[Saved entries]

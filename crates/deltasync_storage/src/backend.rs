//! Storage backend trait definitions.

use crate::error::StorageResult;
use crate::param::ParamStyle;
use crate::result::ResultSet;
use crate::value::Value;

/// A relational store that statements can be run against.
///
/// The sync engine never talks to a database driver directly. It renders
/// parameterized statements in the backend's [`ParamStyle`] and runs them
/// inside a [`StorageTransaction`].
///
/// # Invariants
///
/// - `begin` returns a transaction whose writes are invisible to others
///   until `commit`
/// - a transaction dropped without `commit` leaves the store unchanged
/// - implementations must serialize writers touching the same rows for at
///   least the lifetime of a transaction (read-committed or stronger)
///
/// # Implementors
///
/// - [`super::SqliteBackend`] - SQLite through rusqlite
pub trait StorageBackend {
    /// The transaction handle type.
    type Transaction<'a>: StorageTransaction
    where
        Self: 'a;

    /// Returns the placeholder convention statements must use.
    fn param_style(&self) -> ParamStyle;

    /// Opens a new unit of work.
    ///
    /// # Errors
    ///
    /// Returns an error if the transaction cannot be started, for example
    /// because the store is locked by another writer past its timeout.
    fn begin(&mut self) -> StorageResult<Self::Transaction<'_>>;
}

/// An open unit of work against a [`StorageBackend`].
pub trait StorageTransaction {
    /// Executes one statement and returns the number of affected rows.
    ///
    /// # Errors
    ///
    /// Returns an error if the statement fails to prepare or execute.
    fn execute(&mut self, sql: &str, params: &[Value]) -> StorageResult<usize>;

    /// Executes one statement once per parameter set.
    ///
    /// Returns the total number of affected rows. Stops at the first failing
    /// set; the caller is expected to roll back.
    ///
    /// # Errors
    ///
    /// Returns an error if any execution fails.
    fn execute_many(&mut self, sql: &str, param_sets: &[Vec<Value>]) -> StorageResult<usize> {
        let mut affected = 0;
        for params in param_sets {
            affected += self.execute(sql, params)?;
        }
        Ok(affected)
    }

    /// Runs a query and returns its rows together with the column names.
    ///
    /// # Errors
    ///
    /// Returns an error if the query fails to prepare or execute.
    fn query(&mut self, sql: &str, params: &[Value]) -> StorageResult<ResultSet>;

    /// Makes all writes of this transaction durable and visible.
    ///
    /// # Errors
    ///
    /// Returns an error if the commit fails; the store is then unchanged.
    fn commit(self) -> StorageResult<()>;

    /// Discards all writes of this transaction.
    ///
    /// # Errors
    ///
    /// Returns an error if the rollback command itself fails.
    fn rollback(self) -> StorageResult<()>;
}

--

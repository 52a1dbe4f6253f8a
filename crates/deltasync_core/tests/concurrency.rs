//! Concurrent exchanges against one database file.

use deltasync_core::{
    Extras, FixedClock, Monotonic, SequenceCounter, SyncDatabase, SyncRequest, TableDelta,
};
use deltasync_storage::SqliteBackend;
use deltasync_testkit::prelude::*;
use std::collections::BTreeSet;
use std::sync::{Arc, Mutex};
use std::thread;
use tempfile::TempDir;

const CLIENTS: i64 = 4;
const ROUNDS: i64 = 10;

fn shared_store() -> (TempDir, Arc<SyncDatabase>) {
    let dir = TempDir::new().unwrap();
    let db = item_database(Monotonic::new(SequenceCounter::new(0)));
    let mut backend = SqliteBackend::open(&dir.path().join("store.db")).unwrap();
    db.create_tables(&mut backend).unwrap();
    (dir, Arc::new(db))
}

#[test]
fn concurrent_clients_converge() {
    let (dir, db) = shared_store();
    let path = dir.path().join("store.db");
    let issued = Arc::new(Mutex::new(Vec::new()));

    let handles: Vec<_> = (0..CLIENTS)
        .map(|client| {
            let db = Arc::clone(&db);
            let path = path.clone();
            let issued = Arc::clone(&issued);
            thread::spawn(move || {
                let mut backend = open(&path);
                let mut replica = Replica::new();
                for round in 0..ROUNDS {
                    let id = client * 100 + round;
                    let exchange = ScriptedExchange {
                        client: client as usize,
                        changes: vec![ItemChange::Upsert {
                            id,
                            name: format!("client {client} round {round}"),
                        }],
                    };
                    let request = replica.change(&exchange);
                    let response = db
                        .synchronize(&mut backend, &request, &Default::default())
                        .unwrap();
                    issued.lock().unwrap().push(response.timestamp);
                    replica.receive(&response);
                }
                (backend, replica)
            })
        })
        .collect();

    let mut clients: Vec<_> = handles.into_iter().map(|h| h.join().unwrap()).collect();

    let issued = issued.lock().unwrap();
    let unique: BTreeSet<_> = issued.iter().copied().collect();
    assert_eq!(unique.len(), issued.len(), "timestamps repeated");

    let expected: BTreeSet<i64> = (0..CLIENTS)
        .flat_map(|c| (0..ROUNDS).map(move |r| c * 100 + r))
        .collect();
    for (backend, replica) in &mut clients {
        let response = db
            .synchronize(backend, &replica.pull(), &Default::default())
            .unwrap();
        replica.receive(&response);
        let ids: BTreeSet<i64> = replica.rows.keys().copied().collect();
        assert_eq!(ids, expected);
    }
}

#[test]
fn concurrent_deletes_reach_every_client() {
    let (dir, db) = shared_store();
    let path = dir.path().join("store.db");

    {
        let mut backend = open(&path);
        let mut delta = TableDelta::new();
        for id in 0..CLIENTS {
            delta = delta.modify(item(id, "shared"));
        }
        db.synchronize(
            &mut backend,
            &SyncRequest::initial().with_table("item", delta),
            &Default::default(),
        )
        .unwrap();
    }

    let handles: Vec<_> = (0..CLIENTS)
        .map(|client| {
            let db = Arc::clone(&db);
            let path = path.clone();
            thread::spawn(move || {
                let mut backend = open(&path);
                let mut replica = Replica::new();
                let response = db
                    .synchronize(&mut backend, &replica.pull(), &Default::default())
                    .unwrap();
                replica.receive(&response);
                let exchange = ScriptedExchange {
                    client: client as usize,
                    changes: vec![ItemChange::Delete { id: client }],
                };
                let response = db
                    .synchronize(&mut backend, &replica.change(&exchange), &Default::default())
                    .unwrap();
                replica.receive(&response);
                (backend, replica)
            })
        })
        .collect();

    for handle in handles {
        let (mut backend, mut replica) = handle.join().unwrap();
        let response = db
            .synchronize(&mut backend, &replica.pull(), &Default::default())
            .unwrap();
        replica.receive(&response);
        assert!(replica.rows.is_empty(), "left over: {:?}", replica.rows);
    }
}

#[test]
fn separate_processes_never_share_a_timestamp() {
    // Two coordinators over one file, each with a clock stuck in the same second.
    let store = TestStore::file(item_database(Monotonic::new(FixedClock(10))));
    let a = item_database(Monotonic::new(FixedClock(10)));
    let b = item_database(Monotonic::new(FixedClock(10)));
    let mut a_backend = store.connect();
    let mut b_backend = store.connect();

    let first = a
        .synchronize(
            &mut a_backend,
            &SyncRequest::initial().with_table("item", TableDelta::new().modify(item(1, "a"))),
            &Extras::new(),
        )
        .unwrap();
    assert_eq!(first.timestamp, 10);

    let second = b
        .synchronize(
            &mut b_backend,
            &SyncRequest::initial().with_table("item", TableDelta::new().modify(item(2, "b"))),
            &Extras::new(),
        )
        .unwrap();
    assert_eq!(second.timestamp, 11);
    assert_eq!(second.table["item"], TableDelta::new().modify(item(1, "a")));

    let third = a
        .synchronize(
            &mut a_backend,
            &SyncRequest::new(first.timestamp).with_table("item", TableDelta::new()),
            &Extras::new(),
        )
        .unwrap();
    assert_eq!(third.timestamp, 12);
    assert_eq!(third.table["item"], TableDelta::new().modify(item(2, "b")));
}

==

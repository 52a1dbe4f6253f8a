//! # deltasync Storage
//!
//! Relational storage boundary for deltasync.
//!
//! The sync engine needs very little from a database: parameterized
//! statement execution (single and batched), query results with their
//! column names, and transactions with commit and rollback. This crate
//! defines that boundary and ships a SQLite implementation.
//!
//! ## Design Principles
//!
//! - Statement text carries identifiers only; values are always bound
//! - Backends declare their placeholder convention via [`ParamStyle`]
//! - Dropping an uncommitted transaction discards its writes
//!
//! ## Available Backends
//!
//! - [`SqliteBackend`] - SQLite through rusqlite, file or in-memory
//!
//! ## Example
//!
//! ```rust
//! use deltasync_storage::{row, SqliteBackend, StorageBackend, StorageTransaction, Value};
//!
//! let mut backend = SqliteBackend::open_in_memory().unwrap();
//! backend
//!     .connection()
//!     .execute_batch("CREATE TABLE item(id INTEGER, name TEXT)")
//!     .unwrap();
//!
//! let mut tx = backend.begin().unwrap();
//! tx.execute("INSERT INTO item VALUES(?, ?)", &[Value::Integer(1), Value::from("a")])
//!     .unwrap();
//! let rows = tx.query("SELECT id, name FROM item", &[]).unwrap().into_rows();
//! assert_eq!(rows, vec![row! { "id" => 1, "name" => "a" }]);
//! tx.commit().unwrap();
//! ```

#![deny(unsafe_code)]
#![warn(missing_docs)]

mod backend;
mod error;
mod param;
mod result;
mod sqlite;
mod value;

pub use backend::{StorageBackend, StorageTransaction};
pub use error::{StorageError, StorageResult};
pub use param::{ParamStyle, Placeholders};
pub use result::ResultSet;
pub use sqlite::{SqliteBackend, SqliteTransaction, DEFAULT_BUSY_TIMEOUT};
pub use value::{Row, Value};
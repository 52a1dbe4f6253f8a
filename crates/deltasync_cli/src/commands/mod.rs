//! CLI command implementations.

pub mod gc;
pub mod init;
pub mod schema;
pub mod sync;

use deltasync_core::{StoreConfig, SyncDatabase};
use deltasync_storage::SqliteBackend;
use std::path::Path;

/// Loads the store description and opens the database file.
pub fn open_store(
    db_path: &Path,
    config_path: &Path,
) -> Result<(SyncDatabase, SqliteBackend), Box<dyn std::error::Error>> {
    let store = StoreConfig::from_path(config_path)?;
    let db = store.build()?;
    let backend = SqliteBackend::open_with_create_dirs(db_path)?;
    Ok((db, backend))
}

# Assigned task
Which of the lines above hold the word "filename"? Copy each one.

# Problem solution
filename crates/deltasync_storage/src/backend.rs
filename crates/deltasync_core/tests/concurrency.rs
filename crates/deltasync_cli/src/commands/mod.rs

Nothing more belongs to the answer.